(Items from a dataset)
:::::
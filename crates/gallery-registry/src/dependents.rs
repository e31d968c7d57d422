//! Reverse dependency lookup.

use std::cmp::Ordering;

use gallery_core::{normalize_id, PackageVersion};
use serde::Serialize;

use crate::catalog::{CatalogStore, DependentCandidate};
use crate::error::{RegistryError, Result};

/// Most dependents returned by one query.
pub const MAX_DEPENDENTS: usize = 20;

/// A package depending on the queried one.
#[derive(Debug, Clone, PartialEq, Eq, Serialize)]
pub struct DependentRef {
    pub id: String,
    pub version: String,
}

/// Result of a dependents query.
#[derive(Debug, Clone, PartialEq, Eq, Serialize)]
pub struct Dependents {
    /// The source version the ranges were checked against.
    pub source: String,
    pub dependents: Vec<DependentRef>,
}

/// Latest packages whose dependency on `id` accepts `version`.
///
/// Without a version the current latest of `id` is used. Results are ranked
/// by registration downloads, then id, then version, and capped at
/// [`MAX_DEPENDENTS`].
pub fn find_dependents(
    catalog: &dyn CatalogStore,
    id: &str,
    version: Option<&str>,
) -> Result<Dependents> {
    let source = match version.map(str::trim).filter(|v| !v.is_empty()) {
        Some(raw) => PackageVersion::parse(raw)?,
        None => {
            catalog
                .find_latest(id, true)?
                .ok_or_else(|| RegistryError::NotFound {
                    id: id.to_string(),
                    version: None,
                })?
                .version
        }
    };

    let mut accepted: Vec<DependentCandidate> = catalog
        .list_latest_with_dependency_on(id)?
        .into_iter()
        .filter(|candidate| accepts(candidate, id, &source))
        .collect();

    accepted.sort_by(rank);
    accepted.truncate(MAX_DEPENDENTS);

    Ok(Dependents {
        source: source.to_string(),
        dependents: accepted
            .into_iter()
            .map(|c| DependentRef {
                id: c.package.id,
                version: c.package.version.to_string(),
            })
            .collect(),
    })
}

fn accepts(candidate: &DependentCandidate, id: &str, source: &PackageVersion) -> bool {
    let Some(dependency) = candidate.package.dependency_on(id) else {
        return false;
    };
    match dependency.accepts(source) {
        Ok(accepted) => accepted,
        Err(e) => {
            tracing::debug!(
                dependent = %candidate.package.id,
                version = %candidate.package.version,
                error = %e,
                "skipping dependent with unparsable range"
            );
            false
        }
    }
}

fn rank(a: &DependentCandidate, b: &DependentCandidate) -> Ordering {
    b.registration_downloads
        .cmp(&a.registration_downloads)
        .then_with(|| normalize_id(&a.package.id).cmp(&normalize_id(&b.package.id)))
        .then_with(|| a.package.version.cmp(&b.package.version))
}
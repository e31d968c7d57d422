//! Read-only catalog queries: dependents, ids, versions.

use anyhow::Result;
use gallery_registry::GalleryConfig;

/// Run `gallery dependents <id> [--version <v>]`.
pub fn dependents(config: &GalleryConfig, id: &str, version: Option<&str>, json: bool) -> Result<()> {
    let gallery = super::open(config)?;
    let found = gallery
        .get_dependents(id, version)
        .map_err(|e| super::failure(&gallery, e))?;

    if json {
        return super::print_json(&found);
    }
    if found.dependents.is_empty() {
        println!("No packages depend on {id} {}", found.source);
        return Ok(());
    }
    println!("Packages depending on {id} {}:", found.source);
    for dependent in &found.dependents {
        println!("  {} {}", dependent.id, dependent.version);
    }
    Ok(())
}

/// Run `gallery ids [--partial <prefix>] [--prerelease]`.
pub fn ids(config: &GalleryConfig, partial: Option<&str>, prerelease: bool, json: bool) -> Result<()> {
    let gallery = super::open(config)?;
    let ids = gallery
        .package_ids(partial, prerelease)
        .map_err(|e| super::failure(&gallery, e))?;

    if json {
        return super::print_json(&ids);
    }
    for id in ids {
        println!("{id}");
    }
    Ok(())
}

/// Run `gallery versions <id> [--prerelease]`.
pub fn versions(config: &GalleryConfig, id: &str, prerelease: bool, json: bool) -> Result<()> {
    let gallery = super::open(config)?;
    let versions = gallery
        .package_versions(id, prerelease)
        .map_err(|e| super::failure(&gallery, e))?;

    if json {
        return super::print_json(&versions);
    }
    if versions.is_empty() {
        println!("No listed versions of {id}");
    }
    for version in versions {
        println!("{version}");
    }
    Ok(())
}
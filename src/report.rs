//! Output rendering for the check command.
//!
//! Supports `human` (default) and `json` outputs. The JSON form serializes
//! the full `ScanResult` including the summary; human output groups issues
//! by file with severity icons and a trailing summary line.

use crate::models::{ScanResult, Severity};
use owo_colors::OwoColorize;
use serde_json::Value as JsonVal;

const SNIPPET_MAX: usize = 70;

fn use_colors(output: &str) -> bool {
    output != "json" && std::env::var_os("NO_COLOR").is_none()
}

fn severity_label(sev: Severity, color: bool) -> String {
    let plain = format!("⟦{}⟧", sev.label());
    if !color {
        return plain;
    }
    match sev {
        Severity::Error => plain.red().bold().to_string(),
        Severity::Warning => plain.yellow().bold().to_string(),
        Severity::Info => plain.blue().bold().to_string(),
    }
}

fn severity_icon(sev: Severity, color: bool) -> String {
    match sev {
        Severity::Error => {
            if color {
                "✖".red().to_string()
            } else {
                "✖".to_string()
            }
        }
        Severity::Warning => {
            if color {
                "▲".yellow().to_string()
            } else {
                "▲".to_string()
            }
        }
        Severity::Info => {
            if color {
                "◆".blue().to_string()
            } else {
                "◆".to_string()
            }
        }
    }
}

fn truncate_snippet(snippet: &str) -> String {
    if snippet.chars().count() <= SNIPPET_MAX {
        return snippet.to_string();
    }
    let cut: String = snippet.chars().take(SNIPPET_MAX - 3).collect();
    format!("{}...", cut)
}

/// Print scan results in the requested format.
pub fn print_scan(res: &ScanResult, output: &str) {
    match output {
        "json" => println!(
            "{}",
            serde_json::to_string_pretty(&compose_scan_json(res)).unwrap()
        ),
        _ => {
            let color = use_colors(output);
            let mut current_file: Option<&str> = None;
            for is in &res.issues {
                if current_file != Some(is.file.as_str()) {
                    let header = if color {
                        is.file.clone().bold().to_string()
                    } else {
                        is.file.clone()
                    };
                    println!("{}", header);
                    current_file = Some(is.file.as_str());
                }
                let icon = severity_icon(is.severity, color);
                let sev = severity_label(is.severity, color);
                let loc = match is.column {
                    Some(col) => format!("{}:{}", is.line, col),
                    None => format!("{}", is.line),
                };
                match &is.snippet {
                    Some(snippet) => println!(
                        "  {} {} {} ❲{}❳ — {}  `{}`",
                        icon,
                        sev,
                        loc,
                        is.category,
                        is.message,
                        truncate_snippet(snippet)
                    ),
                    None => println!(
                        "  {} {} {} ❲{}❳ — {}",
                        icon, sev, loc, is.category, is.message
                    ),
                }
            }
            let summary = format!(
                "— Summary — errors={} warnings={} infos={} files={}",
                res.summary.errors, res.summary.warnings, res.summary.infos, res.summary.files
            );
            if color {
                println!("{}", summary.bold());
            } else {
                println!("{}", summary);
            }
        }
    }
}

/// Compose scan JSON object (pure) for testing/snapshot purposes.
pub fn compose_scan_json(res: &ScanResult) -> JsonVal {
    // Directly serialize ScanResult as JSON, keeping stable shape
    serde_json::to_value(res).unwrap()
}
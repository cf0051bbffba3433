//! cxxstyle core library.
//!
//! This crate exposes programmatic APIs for scanning C-family sources for
//! naming-convention, abbreviation, header-guard, and include-order issues.
//!
//! High-level modules:
//! - `cli`: CLI argument parsing (binary uses this).
//! - `config`: Discovery and effective configuration resolution.
//! - `classify`: Line classification (comment/string blanking, enum tracking).
//! - `naming`: Identifier naming rules per declaration category.
//! - `abbrev`: Forbidden-abbreviation checks with an ordered exemption chain.
//! - `includes`: Include-order validation for source and header files.
//! - `scan`: File discovery and parallel scan orchestration.
//! - `models`: Issue, severity, and summary data models.
//! - `report`: Human/JSON printers for scan results.
//! - `utils`: Supporting helpers.
//!
//! Note: All documentation comments are written in English by convention.
pub mod abbrev;
pub mod classify;
pub mod cli;
pub mod config;
pub mod includes;
pub mod models;
pub mod naming;
pub mod report;
pub mod scan;
pub mod utils;
//! Include-order validation.
//!
//! Convention: a source file includes its own header first, then system
//! headers, then third-party headers, then project headers. Classification
//! is textual: angle-bracket includes are system unless the path mentions a
//! known third-party library; quoted includes are project headers.

use crate::models::{Issue, Severity};
use regex::Regex;

#[derive(Debug, PartialEq, Eq, Clone, Copy)]
enum IncludeKind {
    OwnHeader,
    System,
    ThirdParty,
    Project,
}

/// Compiled include-order checker, parameterized by the third-party
/// library names to recognize in angle-bracket paths.
pub struct IncludeOrder {
    re_include: Regex,
    third_party: Vec<String>,
}

impl IncludeOrder {
    pub fn new(third_party: &[String]) -> IncludeOrder {
        IncludeOrder {
            re_include: Regex::new(r#"^\s*#\s*include\s+([<"])([^>"]+)[>"]"#)
                .expect("include pattern"),
            third_party: third_party.to_vec(),
        }
    }

    fn classify(&self, bracketed: bool, path: &str, stem: &str, is_source: bool) -> IncludeKind {
        if is_source && path.ends_with(&format!("{}.h", stem)) {
            return IncludeKind::OwnHeader;
        }
        if bracketed {
            if self.third_party.iter().any(|lib| path.contains(lib.as_str())) {
                return IncludeKind::ThirdParty;
            }
            return IncludeKind::System;
        }
        IncludeKind::Project
    }

    /// Validate the ordering of the collected `(line_no, raw_line)` include
    /// lines of one file. `stem` is the file name without extension.
    pub fn check(
        &self,
        file: &str,
        stem: &str,
        is_source: bool,
        includes: &[(usize, String)],
    ) -> Vec<Issue> {
        let mut issues = Vec::new();
        if includes.is_empty() {
            return issues;
        }

        let mut classified: Vec<(usize, &str, IncludeKind)> = Vec::new();
        for (line_no, raw) in includes {
            let caps = match self.re_include.captures(raw) {
                Some(c) => c,
                None => continue,
            };
            let bracketed = &caps[1] == "<";
            let kind = self.classify(bracketed, &caps[2], stem, is_source);
            classified.push((*line_no, raw.as_str(), kind));
        }
        if classified.is_empty() {
            return issues;
        }

        let issue = |line_no: usize, raw: &str, message: &str| Issue {
            file: file.to_string(),
            line: line_no,
            column: None,
            severity: Severity::Warning,
            category: "include-order".to_string(),
            message: message.to_string(),
            snippet: Some(raw.trim().to_string()),
        };

        let lines_of = |kind: IncludeKind| -> Vec<(usize, &str)> {
            classified
                .iter()
                .filter(|(_, _, k)| *k == kind)
                .map(|(n, raw, _)| (*n, *raw))
                .collect()
        };
        let own = lines_of(IncludeKind::OwnHeader);
        let system = lines_of(IncludeKind::System);
        let third = lines_of(IncludeKind::ThirdParty);
        let project = lines_of(IncludeKind::Project);

        // Own header first.
        if let Some(&(own_line, own_raw)) = own.first() {
            if own_line != classified[0].0 {
                issues.push(issue(
                    own_line,
                    own_raw,
                    "the file's own header should be the first include",
                ));
            }
        }

        // System before third-party.
        if let (Some(&(third_line, third_raw)), Some(&(last_system, _))) =
            (third.first(), system.last())
        {
            if third_line < last_system {
                issues.push(issue(
                    third_line,
                    third_raw,
                    "third-party includes should come after system includes",
                ));
            }
        }

        // Project headers last.
        if let Some(&(project_line, project_raw)) = project.first() {
            let latest_other = own
                .iter()
                .chain(system.iter())
                .chain(third.iter())
                .map(|(n, _)| *n)
                .max();
            if let Some(latest) = latest_other {
                if project_line < latest {
                    issues.push(issue(
                        project_line,
                        project_raw,
                        "project includes should come after system and third-party includes",
                    ));
                }
            }
        }

        issues
    }
}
:::::
• Problem requirements
Lines with "filter" in them are what the answer must contain; copy each from the records above.

• Finished exercise
    let source = match version.map(str::trim).filter(|v| !v.is_empty()) {
        .filter(|candidate| accepts(candidate, id, &source))
                .filter(|(_, _, k)| *k == kind)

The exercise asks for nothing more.